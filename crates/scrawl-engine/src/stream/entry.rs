/// One recorded draw: an index range inside a single batch, under the state
/// snapshot in effect when it was recorded.
///
/// The range `[index_offset, index_offset + index_count)` always lies inside
/// batch `batch`; a primitive never spans two batches.
#[derive(Debug, Copy, Clone, Eq, PartialEq)]
pub struct DrawEntry {
    pub batch: usize,
    pub index_offset: u32,
    pub index_count: u32,
    /// Index into the stream's snapshot table.
    pub snapshot: usize,
}

/// One command stream entry, in recording order.
#[derive(Debug, Copy, Clone, Eq, PartialEq)]
pub enum CommandEntry {
    /// Subsequent draws are recorded under this snapshot.
    State(usize),
    Draw(DrawEntry),
}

GOAL OF THE EXERCISE: Write out every record above, word for word.

ANSWER SPACE:
filename crates/scrawl-engine/src/stream/entry.rs
/// One recorded draw: an index range inside a single batch, under the state
/// snapshot in effect when it was recorded.
///
/// The range `[index_offset, index_offset + index_count)` always lies inside
/// batch `batch`; a primitive never spans two batches.
#[derive(Debug, Copy, Clone, Eq, PartialEq)]
pub struct DrawEntry {
    pub batch: usize,
    pub index_offset: u32,
    pub index_count: u32,
    /// Index into the stream's snapshot table.
    pub snapshot: usize,
}

/// One command stream entry, in recording order.
#[derive(Debug, Copy, Clone, Eq, PartialEq)]
pub enum CommandEntry {
    /// Subsequent draws are recorded under this snapshot.
    State(usize),
    Draw(DrawEntry),
}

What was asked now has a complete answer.